An efficient algorithm to compute entanglement in states with low magic
ChunJun Cao, Gong Cheng, Tianci Zhou
TL;DR
The paper addresses the challenge of computing entanglement in magic-rich quantum states by exploiting stabilizer-code structure to separate entanglement into a stabilizer contribution and a logical contribution for states of the form $|\Psi\rangle=\sum_{j=1}^K c_j |\psi_j\rangle$ with common stabilizers. For low stabilizer nullity $\nu$, the method delivers a polynomial-in-$n$ and exponential-in-$\nu$ classical algorithm to obtain the von Neumann entropy, the entanglement spectrum, and all Rényi entropies, using an RT-like decomposition $S(\rho_A)=S(\rho_a)+\mathscr{A}(\rho_A)$ where the area term is stabilizer-only. The bulk entropy $S(\rho_a)$ is computed from the logical state on a $2^\nu$-dimensional subspace, while $\mathscr{A}(\rho_A)$ is obtained from a reference stabilizer state, enabling efficient reconstruction of the full entanglement spectrum. The framework applies to sparse-magic circuits, MIPT studies, holographic stabilizer codes, and experimental learning of entropies, providing a practical tool for exploring entanglement in magic-rich quantum many-body systems.
Abstract
A bottleneck for analyzing the interplay between magic and entanglement is the computation of these quantities in highly entangled quantum many-body magic states.

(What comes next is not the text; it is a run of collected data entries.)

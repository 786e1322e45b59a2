//! Extension records, their per-process instances, and the coordinator that
//! drives instances through their lifecycle.

pub mod contributions;
pub mod directory;
pub mod instance;
pub mod instantiator;
pub mod lifecycle;
pub mod record;
pub mod registration;
pub mod runtime;

pub use contributions::{Category, Command, Route};
pub use directory::{DirectorySource, HostDirectory, ViewDirectory};
pub use instance::{ExtensionInstance, LifecycleState};
pub use instantiator::{InstanceTable, Instantiation, Instantiator};
pub use lifecycle::{AutoInit, Coordinator, LifecycleEvent, LoadingHandle, wait_for_bundled};
pub use record::{DirectorySnapshot, ExtensionManifest, InstalledExtensionRecord, RecordMap};
pub use registration::{
    Contribution, ContributionKey, Reactive, Registrar, Registries, Registry, Snapshot,
};
pub use runtime::{
    Extension, ExtensionContext, ExtensionFactory, FactoryResolver, FactoryTable,
};

use serde::{Deserialize, Serialize};

/// Which side of the shell a process plays.
#[derive(Debug, Clone, Copy, PartialEq, Eq, Hash, Serialize, Deserialize)]
#[serde(rename_all = "lowercase")]
pub enum ProcessKind {
    Host,
    View,
}

impl std::fmt::Display for ProcessKind {
    fn fmt(&self, f: &mut std::fmt::Formatter<'_>) -> std::fmt::Result {
        match self {
            ProcessKind::Host => f.write_str("host"),
            ProcessKind::View => f.write_str("view"),
        }
    }
}

/// Errors returned synchronously by the host directory.
#[derive(Debug, Clone, PartialEq, Eq, thiserror::Error)]
pub enum DirectoryError {
    #[error("Unknown extension: {0}")]
    UnknownExtension(String),

    #[error("Enabled state of bundled extension {0} cannot be changed")]
    ImmutableBundledState(String),
}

Efficient extraction of entanglement can also inform our understanding of dynamical quantum processes such as measurement-induced phase transition and approximate unitary designs. We develop an efficient classical algorithm to compute the von Neumann entropy and entanglement spectrum for such states under the condition that they have low stabilizer nullity. The algorithm exploits the property of stabilizer codes to separate entanglement into two pieces: one generated by the common stabilizer group and the other from the logical state. The low-nullity constraint ensures both pieces can be computed efficiently. Our algorithm can be applied to study the entanglement in sparsely $T$-doped circuits with possible Pauli measurements as well as certain classes of states that have both high entanglement and magic. Combining with stabilizer learning subroutines, it also enables the efficient learning of von Neumann entropies for low-nullity states prepared on quantum devices.